§ Dataset entries
use models::{
    CustomerBalanceUpdate, ExpensesQuery, FinancialReportQuery, OverviewPeriod, OverviewQuery,
    PaymentRequest, ReceivablesQuery, SalesReportQuery, Validate,
};
use reqwest::Url;
use serde::Serialize;
use serde_json::Value;

use crate::error::{ClientError, Result};
use crate::operation::{HttpMethod, Operation, PayloadKind};

/// One typed call, before it becomes HTTP.
#[derive(Debug, Clone, Copy)]
pub enum Call<'a> {
    Overview(OverviewPeriod),
    AccountsReceivable(&'a ReceivablesQuery),
    Expenses(&'a ExpensesQuery),
    RecordPayment(&'a PaymentRequest),
    UpdateCustomerBalance(&'a CustomerBalanceUpdate),
    CustomerBalance(u64),
    SyncCustomerBalances,
    SalesReport(&'a SalesReportQuery),
    InventoryReport,
    FinancialReport(&'a FinancialReportQuery),
}

/// Parameters of a call, encoded the way its operation sends them.
#[derive(Debug, Clone, PartialEq)]
pub enum Payload {
    Query(Vec<(String, String)>),
    Body(Value),
    Empty,
}

impl Payload {
    pub fn kind(&self) -> PayloadKind {
        match self {
            Payload::Query(_) => PayloadKind::Query,
            Payload::Body(_) => PayloadKind::Body,
            Payload::Empty => PayloadKind::Empty,
        }
    }
}

impl Call<'_> {
    pub fn operation(&self) -> Operation {
        match self {
            Call::Overview(_) => Operation::GetOverview,
            Call::AccountsReceivable(_) => Operation::GetAccountsReceivable,
            Call::Expenses(_) => Operation::GetExpenses,
            Call::RecordPayment(_) => Operation::RecordPayment,
            Call::UpdateCustomerBalance(_) => Operation::UpdateCustomerBalance,
            Call::CustomerBalance(_) => Operation::GetCustomerBalance,
            Call::SyncCustomerBalances => Operation::SyncCustomerBalances,
            Call::SalesReport(_) => Operation::GetSalesReport,
            Call::InventoryReport => Operation::GetInventoryReport,
            Call::FinancialReport(_) => Operation::GetFinancialReport,
        }
    }

    fn path_params(&self) -> Vec<(&'static str, String)> {
        match self {
            Call::CustomerBalance(customer_id) => vec![("customerId", customer_id.to_string())],
            _ => Vec::new(),
        }
    }

    /// Validates commands and encodes parameters. Nothing is sent if this fails.
    pub fn payload(&self) -> Result<Payload> {
        let payload = match self {
            Call::Overview(period) => Payload::Query(encode_query(&OverviewQuery { period: *period })?),
            Call::AccountsReceivable(query) => Payload::Query(encode_query(query)?),
            Call::Expenses(query) => Payload::Query(encode_query(query)?),
            Call::SalesReport(query) => Payload::Query(encode_query(query)?),
            Call::FinancialReport(query) => Payload::Query(encode_query(query)?),
            Call::RecordPayment(payment) => {
                payment.validate()?;
                Payload::Body(serde_json::to_value(payment).map_err(ClientError::Encode)?)
            }
            Call::UpdateCustomerBalance(update) => {
                update.validate()?;
                Payload::Body(serde_json::to_value(update).map_err(ClientError::Encode)?)
            }
            Call::CustomerBalance(_) | Call::SyncCustomerBalances | Call::InventoryReport => {
                Payload::Empty
            }
        };
        debug_assert_eq!(payload.kind(), self.operation().spec().payload);
        Ok(payload)
    }
}

/// A fully resolved HTTP request, ready to send.
#[derive(Debug, Clone, PartialEq)]
pub struct RequestPlan {
    pub operation: Operation,
    pub method: HttpMethod,
    pub url: Url,
    pub body: Option<Value>,
}

impl RequestPlan {
    pub fn build(base_url: &Url, call: &Call<'_>) -> Result<Self> {
        let operation = call.operation();
        let spec = operation.spec();
        let path = spec.render_path(&call.path_params());
        let (query, body) = match call.payload()? {
            Payload::Query(pairs) => (pairs, None),
            Payload::Body(body) => (Vec::new(), Some(body)),
            Payload::Empty => (Vec::new(), None),
        };

        Ok(Self {
            operation,
            method: spec.method,
            url: endpoint_url(base_url, &path, &query),
            body,
        })
    }
}

/// Flattens a parameter object into query pairs, skipping absent fields.
pub fn encode_query<Q: Serialize>(query: &Q) -> Result<Vec<(String, String)>> {
    let value = serde_json::to_value(query).map_err(ClientError::Encode)?;
    let Value::Object(map) = value else {
        return Ok(Vec::new());
    };

    Ok(map
        .into_iter()
        .filter_map(|(key, value)| {
            let rendered = match value {
                Value::Null => return None,
                Value::String(s) => s,
                other => other.to_string(),
            };
            Some((key, rendered))
        })
        .collect())
}

/// Appends `path` to the base URL's own path and attaches the query, if any.
pub fn endpoint_url(base_url: &Url, path: &str, query: &[(String, String)]) -> Url {
    let mut url = base_url.clone();
    let full_path = format!("{}{}", base_url.path().trim_end_matches('/'), path);
    url.set_path(&full_path);
    url.set_query(None);
    if !query.is_empty() {
        url.query_pairs_mut().extend_pairs(query);
    }
    url
}

/// Parses and checks the configured base URL.
pub fn parse_base_url(raw: &str) -> Result<Url> {
    let url = Url::parse(raw).map_err(|e| ClientError::InvalidBaseUrl {
        url: raw.to_string(),
        reason: e.to_string(),
    })?;

    match url.scheme() {
        "http" | "https" => {}
        other => {
            return Err(ClientError::InvalidBaseUrl {
                url: raw.to_string(),
                reason: format!("unsupported scheme '{other}'"),
            })
        }
    }
    if url.cannot_be_a_base() || url.host_str().is_none() {
        return Err(ClientError::InvalidBaseUrl {
            url: raw.to_string(),
            reason: "missing host".to_string(),
        });
    }
    if url.query().is_some() || url.fragment().is_some() {
        return Err(ClientError::InvalidBaseUrl {
            url: raw.to_string(),
            reason: "base URL must not carry a query or fragment".to_string(),
        });
    }

    Ok(url)
}

#[cfg(test)]
mod tests {
    use super::*;
    use models::{BalanceEntryType, PaymentMethod, ReportPeriod};

    fn base() -> Url {
        parse_base_url("https://zaidawn.site/wp-json/ims/v1").unwrap()
    }

    fn plan_for(call: Call<'_>) -> RequestPlan {
        RequestPlan::build(&base(), &call).unwrap()
    }

    #[test]
    fn overview_sends_exactly_one_period_param() {
        for period in OverviewPeriod::ALL {
            let plan = plan_for(Call::Overview(period));
            let pairs: Vec<(String, String)> = plan.url.query_pairs().into_owned().collect();
            assert_eq!(pairs, vec![("period".to_string(), period.to_string())]);
            assert_eq!(plan.url.path(), "/wp-json/ims/v1/finance/overview");
            assert_eq!(plan.method, HttpMethod::Get);
            assert!(plan.body.is_none());
        }
    }

    #[test]
    fn overview_defaults_to_month() {
        let plan = plan_for(Call::Overview(OverviewPeriod::default()));
        assert_eq!(plan.url.query(), Some("period=month"));
    }

    #[test]
    fn only_defined_query_keys_are_sent() {
        let query = ReceivablesQuery {
            page: Some(2),
            overdue: Some(true),
            ..Default::default()
        };
        let plan = plan_for(Call::AccountsReceivable(&query));
        assert_eq!(plan.url.query(), Some("page=2&overdue=true"));
        assert!(!plan.url.as_str().contains("undefined"));
        assert!(!plan.url.as_str().contains("null"));
    }

    #[test]
    fn empty_query_leaves_no_question_mark() {
        let plan = plan_for(Call::Expenses(&ExpensesQuery::default()));
        assert_eq!(plan.url.query(), None);
        assert!(plan.url.as_str().ends_with("/finance/expenses"));
    }

    #[test]
    fn expense_filters_are_encoded() {
        let query = ExpensesQuery {
            limit: Some(50),
            category: Some("rent & utilities".to_string()),
            ..Default::default()
        };
        let plan = plan_for(Call::Expenses(&query));
        let pairs: Vec<(String, String)> = plan.url.query_pairs().into_owned().collect();
        assert_eq!(
            pairs,
            vec![
                ("limit".to_string(), "50".to_string()),
                ("category".to_string(), "rent & utilities".to_string()),
            ]
        );
    }

    #[test]
    fn customer_balance_path_has_no_query() {
        let plan = plan_for(Call::CustomerBalance(42));
        assert_eq!(plan.url.path(), "/wp-json/ims/v1/finance/customer-balance/42");
        assert_eq!(plan.url.query(), None);
        assert!(plan.body.is_none());
    }

    #[test]
    fn sync_posts_without_body() {
        let plan = plan_for(Call::SyncCustomerBalances);
        assert_eq!(plan.method, HttpMethod::Post);
        assert!(plan.body.is_none());
        assert_eq!(plan.url.query(), None);
    }

    #[test]
    fn payment_goes_in_the_body() {
        let payment = PaymentRequest {
            customer_id: 9,
            amount: 1200.0,
            payment_method: PaymentMethod::Cheque,
            reference: "CHQ-77".to_string(),
            notes: Some("second installment".to_string()),
        };
        let plan = plan_for(Call::RecordPayment(&payment));
        assert_eq!(plan.method, HttpMethod::Post);
        assert_eq!(plan.url.query(), None);
        let body = plan.body.unwrap();
        assert_eq!(body["paymentMethod"], "cheque");
        assert_eq!(body["customerId"], 9);
    }

    #[test]
    fn invalid_command_is_refused_before_planning() {
        let update = CustomerBalanceUpdate {
            customer_id: 1,
            order_id: 5,
            amount: 0.0,
            kind: BalanceEntryType::Credit,
            order_number: "ORD-5".to_string(),
            description: None,
        };
        let err = RequestPlan::build(&base(), &Call::UpdateCustomerBalance(&update)).unwrap_err();
        assert!(matches!(err, ClientError::InvalidRequest(_)));
    }

    #[test]
    fn financial_report_sends_period_and_year() {
        let query = FinancialReportQuery {
            period: Some(ReportPeriod::Yearly),
            year: Some(2025),
        };
        let plan = plan_for(Call::FinancialReport(&query));
        assert_eq!(plan.url.query(), Some("period=yearly&year=2025"));
        assert_eq!(plan.url.path(), "/wp-json/ims/v1/reports/financial");
    }

    #[test]
    fn trailing_slash_in_base_is_tolerated() {
        let base = parse_base_url("http://127.0.0.1:8080/api/").unwrap();
        let plan = RequestPlan::build(&base, &Call::InventoryReport).unwrap();
        assert_eq!(plan.url.as_str(), "http://127.0.0.1:8080/api/reports/inventory");
    }

    #[test]
    fn base_url_must_be_http() {
        assert!(matches!(
            parse_base_url("ftp://example.com/v1"),
            Err(ClientError::InvalidBaseUrl { .. })
        ));
        assert!(parse_base_url("not a url").is_err());
        assert!(parse_base_url("https://example.com/v1?x=1").is_err());
    }
}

§ WHAT YOU HAVE TO DO
Each line of the data that includes "format" counts once; say how many there are, giving nothing but the number.

§ ANSWER BOX
2